DATA UNDER STUDY START

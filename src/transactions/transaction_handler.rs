use std::collections::HashMap;

use thiserror::Error;

use crate::{commands::CommandHandler, state::ClientId};

#[derive(Error, Debug, PartialEq)]
pub enum StateError {
    #[error("no transaction in progress")]
    TransactionNotFound,
}

/// Per-client queues of commands collected between MULTI and EXEC.
#[derive(Debug, Default)]
pub struct TransactionManager {
    transactions: HashMap<ClientId, Vec<CommandHandler>>,
}

impl TransactionManager {
    pub fn new() -> Self {
        TransactionManager::default()
    }

    /// Opens an empty queue for `client_id`, replacing any queue in progress.
    pub fn start_transaction(&mut self, client_id: ClientId) {
        self.transactions.insert(client_id, Vec::new());
    }

    pub fn is_queuing(&self, client_id: ClientId) -> bool {
        self.transactions.contains_key(&client_id)
    }

    pub fn get_transaction(&self, client_id: ClientId) -> Option<&Vec<CommandHandler>> {
        self.transactions.get(&client_id)
    }

    pub fn add_to_transaction(
        &mut self,
        client_id: ClientId,
        command: CommandHandler,
    ) -> Result<(), StateError> {
        let transaction = self
            .transactions
            .get_mut(&client_id)
            .ok_or(StateError::TransactionNotFound)?;

        transaction.push(command);

        Ok(())
    }

    pub fn remove_transaction(&mut self, client_id: ClientId) -> Result<Vec<CommandHandler>, StateError> {
        self.transactions
            .remove(&client_id)
            .ok_or(StateError::TransactionNotFound)
    }

    pub fn remove_client(&mut self, client_id: ClientId) {
        self.transactions.remove(&client_id);
    }
}
//! A Redis-compatible in-memory server.
//!
//! The crate covers:
//!
//! - The RESP wire protocol, decoded incrementally from each connection
//! - String keys with expiry (GET, SET, INCR, KEYS, TYPE)
//! - Streams (XADD, XRANGE, XREAD with blocking)
//! - Transactions (MULTI, EXEC, DISCARD)
//! - Primary/replica replication and RDB snapshots
//!
//! All server state is owned by a single event loop task; connections talk to
//! it through channels.

pub mod blocking;
pub mod commands;
pub mod connection;
pub mod event_loop;
pub mod handshake;
pub mod input;
pub mod key_value_store;
pub mod rdb;
pub mod replication;
pub mod resp;
pub mod server;
pub mod state;
pub mod transactions;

DATA UNDER STUDY END

*WHAT YOU HAVE TO DO*:
After locating the line that contains "Redis-compatible in-memory server.", output it and the remaining lines of the material above, exactly as they read.

*TASK RESULT*:
//! A Redis-compatible in-memory server.
//!
//! The crate covers:
//!
//! - The RESP wire protocol, decoded incrementally from each connection
//! - String keys with expiry (GET, SET, INCR, KEYS, TYPE)
//! - Streams (XADD, XRANGE, XREAD with blocking)
//! - Transactions (MULTI, EXEC, DISCARD)
//! - Primary/replica replication and RDB snapshots
//!
//! All server state is owned by a single event loop task; connections talk to
//! it through channels.

pub mod blocking;
pub mod commands;
pub mod connection;
pub mod event_loop;
pub mod handshake;
pub mod input;
pub mod key_value_store;
pub mod rdb;
pub mod replication;
pub mod resp;
pub mod server;
pub mod state;
pub mod transactions;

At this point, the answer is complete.